Concealed Carry – 10 suggestions and insights from an experienced lawyer

  

 1. A concealed carry permit is not a license to kill. You have no more right to use a weapon than a person without a CCP. 

 2. Better to be tried by 12 than carried by 6. True, but the criminal and civil legal consequences following a shooting will test that. Once the trigger is pulled, your life will change. 

 3. If you must use your weapon, do so. If not, don’t. Most people carry mobile phones; use that if you can. Otherwise, once you shoot, holster/secure your gun and call 911. You will be recorded (so will your phone calls at jail). Stick to the few basic facts – “I’m calling to report a shooting.
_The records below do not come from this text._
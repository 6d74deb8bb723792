//! Version-tracked database migrations for the libSQL backend.
//!
//! Each migration has a version number and SQL. `run_migrations()` checks
//! the current version and applies only the new ones sequentially.

use libsql::Connection;

use crate::error::DatabaseError;

/// A single migration step.
struct Migration {
    version: i64,
    name: &'static str,
    sql: &'static str,
}

/// All migrations in order. Add new versions to the end.
static MIGRATIONS: &[Migration] = &[
    Migration {
        version: 1,
        name: "case_workflow",
        sql: r#"
            CREATE TABLE IF NOT EXISTS usuarios (
                id TEXT PRIMARY KEY,
                nombre TEXT NOT NULL,
                email TEXT NOT NULL UNIQUE,
                rol TEXT NOT NULL,
                activo INTEGER NOT NULL DEFAULT 1,
                created_at TEXT NOT NULL
            );
            CREATE INDEX IF NOT EXISTS idx_usuarios_rol ON usuarios(rol, activo);

            CREATE TABLE IF NOT EXISTS entidades (
                id TEXT PRIMARY KEY,
                nombre TEXT NOT NULL,
                sigla TEXT,
                dominios TEXT NOT NULL DEFAULT '[]',
                palabras_clave TEXT NOT NULL DEFAULT '[]',
                activa INTEGER NOT NULL DEFAULT 1,
                created_at TEXT NOT NULL
            );

            CREATE TABLE IF NOT EXISTS casos (
                id TEXT PRIMARY KEY,
                asunto TEXT NOT NULL,
                descripcion TEXT,
                prioridad TEXT NOT NULL DEFAULT 'MEDIA',
                estado TEXT NOT NULL DEFAULT 'RECIBIDO',
                etapa_aprobacion TEXT NOT NULL DEFAULT 'RECIBIDO',
                entidad_id TEXT REFERENCES entidades(id),
                responsable_id TEXT REFERENCES usuarios(id),
                creador_id TEXT NOT NULL REFERENCES usuarios(id),
                email_origen_id TEXT,
                numero_radicado_entrada TEXT,
                numero_radicado_salida TEXT,
                fecha_recepcion TEXT NOT NULL,
                fecha_vencimiento TEXT,
                fecha_asignacion TEXT,
                fecha_envio_revision TEXT,
                fecha_firma TEXT,
                fecha_envio TEXT,
                fecha_acuse TEXT,
                fecha_cierre TEXT,
                created_at TEXT NOT NULL,
                updated_at TEXT NOT NULL
            );
            CREATE INDEX IF NOT EXISTS idx_casos_estado ON casos(estado);
            CREATE INDEX IF NOT EXISTS idx_casos_radicado_entrada ON casos(numero_radicado_entrada);
            CREATE INDEX IF NOT EXISTS idx_casos_radicado_salida ON casos(numero_radicado_salida);

            CREATE TABLE IF NOT EXISTS actividades (
                id TEXT PRIMARY KEY,
                caso_id TEXT NOT NULL REFERENCES casos(id) ON DELETE CASCADE,
                usuario_id TEXT NOT NULL REFERENCES usuarios(id),
                tipo TEXT NOT NULL,
                descripcion TEXT NOT NULL,
                created_at TEXT NOT NULL
            );
            CREATE INDEX IF NOT EXISTS idx_actividades_caso ON actividades(caso_id);

            CREATE TABLE IF NOT EXISTS revisiones (
                id TEXT PRIMARY KEY,
                caso_id TEXT NOT NULL REFERENCES casos(id) ON DELETE CASCADE,
                usuario_id TEXT NOT NULL REFERENCES usuarios(id),
                estado TEXT NOT NULL DEFAULT 'PENDIENTE',
                comentarios TEXT,
                created_at TEXT NOT NULL,
                resolved_at TEXT
            );
            CREATE INDEX IF NOT EXISTS idx_revisiones_caso ON revisiones(caso_id, estado);

            CREATE TABLE IF NOT EXISTS aprobaciones (
                id TEXT PRIMARY KEY,
                caso_id TEXT NOT NULL REFERENCES casos(id) ON DELETE CASCADE,
                usuario_id TEXT NOT NULL REFERENCES usuarios(id),
                estado TEXT NOT NULL DEFAULT 'PENDIENTE',
                comentarios TEXT,
                created_at TEXT NOT NULL,
                resolved_at TEXT
            );
            CREATE INDEX IF NOT EXISTS idx_aprobaciones_caso ON aprobaciones(caso_id, estado);
        "#,
    },
    Migration {
        version: 2,
        name: "email_ingestion",
        sql: r#"
            CREATE TABLE IF NOT EXISTS emails (
                id TEXT PRIMARY KEY,
                message_id TEXT NOT NULL UNIQUE,
                header_message_id TEXT,
                remitente TEXT NOT NULL,
                destinatarios TEXT NOT NULL DEFAULT '[]',
                asunto TEXT NOT NULL,
                cuerpo_texto TEXT NOT NULL,
                cuerpo_html TEXT,
                fecha_recepcion TEXT NOT NULL,
                entidad_id TEXT REFERENCES entidades(id),
                radicado TEXT,
                adjuntos TEXT NOT NULL DEFAULT '[]',
                procesado INTEGER NOT NULL DEFAULT 0,
                clasificado INTEGER NOT NULL DEFAULT 0,
                caso_id TEXT REFERENCES casos(id),
                created_at TEXT NOT NULL
            );
            CREATE INDEX IF NOT EXISTS idx_emails_caso ON emails(caso_id);
            CREATE INDEX IF NOT EXISTS idx_emails_radicado ON emails(radicado);
            CREATE INDEX IF NOT EXISTS idx_emails_fecha ON emails(fecha_recepcion);
        "#,
    },
    Migration {
        version: 3,
        name: "notifications",
        sql: r#"
            CREATE TABLE IF NOT EXISTS notificaciones (
                id TEXT PRIMARY KEY,
                usuario_id TEXT NOT NULL REFERENCES usuarios(id),
                tipo TEXT NOT NULL,
                titulo TEXT NOT NULL,
                mensaje TEXT NOT NULL,
                caso_id TEXT,
                email_id TEXT,
                leida INTEGER NOT NULL DEFAULT 0,
                created_at TEXT NOT NULL
            );
            CREATE INDEX IF NOT EXISTS idx_notificaciones_usuario ON notificaciones(usuario_id, leida);
        "#,
    },
];

/// Run all pending migrations against the given connection.
///
/// Creates the `_migrations` table if it doesn't exist.
pub async fn run_migrations(conn: &Connection) -> Result<(), DatabaseError> {
    conn.execute(
        "CREATE TABLE IF NOT EXISTS _migrations (
            version INTEGER PRIMARY KEY,
            name TEXT NOT NULL,
            applied_at TEXT NOT NULL DEFAULT (datetime('now'))
        )",
        (),
    )
    .await
    .map_err(|e| DatabaseError::Migration(format!("Failed to create _migrations table: {e}")))?;

    let current_version = get_current_version(conn).await?;

    for migration in MIGRATIONS {
        if migration.version > current_version {
            tracing::info!(
                version = migration.version,
                name = migration.name,
                "Applying migration"
            );
            conn.execute_batch(migration.sql).await.map_err(|e| {
                DatabaseError::Migration(format!(
                    "Migration V{} ({}) failed: {e}",
                    migration.version, migration.name
                ))
            })?;
            seed_version(conn, migration.version, migration.name).await?;
        }
    }

    tracing::info!(
        "Database migrations complete (at V{})",
        get_current_version(conn).await?
    );

    Ok(())
}

/// Get the highest applied migration version, or 0 if none.
async fn get_current_version(conn: &Connection) -> Result<i64, DatabaseError> {
    let mut rows = conn
        .query("SELECT COALESCE(MAX(version), 0) FROM _migrations", ())
        .await
        .map_err(|e| DatabaseError::Migration(format!("Failed to query migration version: {e}")))?;

    let row = rows
        .next()
        .await
        .map_err(|e| DatabaseError::Migration(format!("Failed to read migration version: {e}")))?;

    match row {
        Some(row) => {
            let version: i64 = row.get(0).map_err(|e| {
                DatabaseError::Migration(format!("Failed to parse migration version: {e}"))
            })?;
            Ok(version)
        }
        None => Ok(0),
    }
}

/// Insert a version record into `_migrations`.
async fn seed_version(conn: &Connection, version: i64, name: &str) -> Result<(), DatabaseError> {
    conn.execute(
        "INSERT OR IGNORE INTO _migrations (version, name) VALUES (?1, ?2)",
        libsql::params![version, name],
    )
    .await
    .map_err(|e| DatabaseError::Migration(format!("Failed to record migration V{version}: {e}")))?;
    Ok(())
}

#[cfg(test)]
mod tests {
    use super::*;

    async fn test_conn() -> Connection {
        let db = libsql::Builder::new_local(":memory:")
            .build()
            .await
            .unwrap();
        db.connect().unwrap()
    }

    async fn table_exists(conn: &Connection, table: &str) -> bool {
        let mut rows = conn
            .query(
                "SELECT COUNT(*) FROM sqlite_master WHERE type='table' AND name=?1",
                libsql::params![table],
            )
            .await
            .unwrap();
        let row = rows.next().await.unwrap().unwrap();
        let count: i64 = row.get(0).unwrap();
        count == 1
    }

    #[tokio::test]
    async fn migrations_create_all_tables() {
        let conn = test_conn().await;
        run_migrations(&conn).await.unwrap();

        for table in [
            "_migrations",
            "usuarios",
            "entidades",
            "casos",
            "actividades",
            "revisiones",
            "aprobaciones",
            "emails",
            "notificaciones",
        ] {
            assert!(table_exists(&conn, table).await, "Table '{table}' should exist");
        }
    }

    #[tokio::test]
    async fn migrations_are_idempotent() {
        let conn = test_conn().await;
        run_migrations(&conn).await.unwrap();
        run_migrations(&conn).await.unwrap();

        let version = get_current_version(&conn).await.unwrap();
        assert_eq!(version, MIGRATIONS.last().unwrap().version);
    }

    #[tokio::test]
    async fn version_tracking() {
        let conn = test_conn().await;
        run_migrations(&conn).await.unwrap();

        let mut rows = conn
            .query("SELECT version, name FROM _migrations ORDER BY version", ())
            .await
            .unwrap();
        let mut seen = Vec::new();
        while let Some(row) = rows.next().await.unwrap() {
            let v: i64 = row.get(0).unwrap();
            let n: String = row.get(1).unwrap();
            seen.push((v, n));
        }
        assert_eq!(
            seen,
            vec![
                (1, "case_workflow".to_string()),
                (2, "email_ingestion".to_string()),
                (3, "notifications".to_string()),
            ]
        );
    }

    #[tokio::test]
    async fn message_id_is_unique() {
        let conn = test_conn().await;
        run_migrations(&conn).await.unwrap();

        let insert = "INSERT INTO emails (id, message_id, remitente, asunto, cuerpo_texto, fecha_recepcion, created_at)
                      VALUES (?1, 'gmail-1', 'a@b.co', 's', 'b', '2026-01-01', '2026-01-01')";
        conn.execute(insert, libsql::params!["e1"]).await.unwrap();
        assert!(conn.execute(insert, libsql::params!["e2"]).await.is_err());
    }
}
The address is ___. Send an ambulance.” Then hang up and wait. 

 4. For your concealed carry gun especially use factory ammunition of the same kind. Don’t mix. Some think mixing ammo makes you look untrained, sloppy, haphazard or even gangster. 

 5. Use the minimal powered round you’re comfortable with, preferably something with “defense” in the description on the box. Of course hollow points are good but know the jury will be told by the prosecution (and/or the plaintiff’s personal injury lawyer) – and the judge will allow – that hollow points are designed to maximize damage. Your jury won’t appreciate that hollow points are sensible self-defense rounds; they will believe that hollow points – or any other ammo designed for greater damage (stopping power) – are evidence that you are a bad person. 

 6. Carry whatever gun you want, but again understand that the jury – likely grossly ignorant of guns and how they work (and brainwashed by the media) - will get to see it and touch it. They will not appreciate its aesthetics or functionality as you do. They will fear it. The judge and court personnel – and the prosecutor - will treat it like its highly radioactive. 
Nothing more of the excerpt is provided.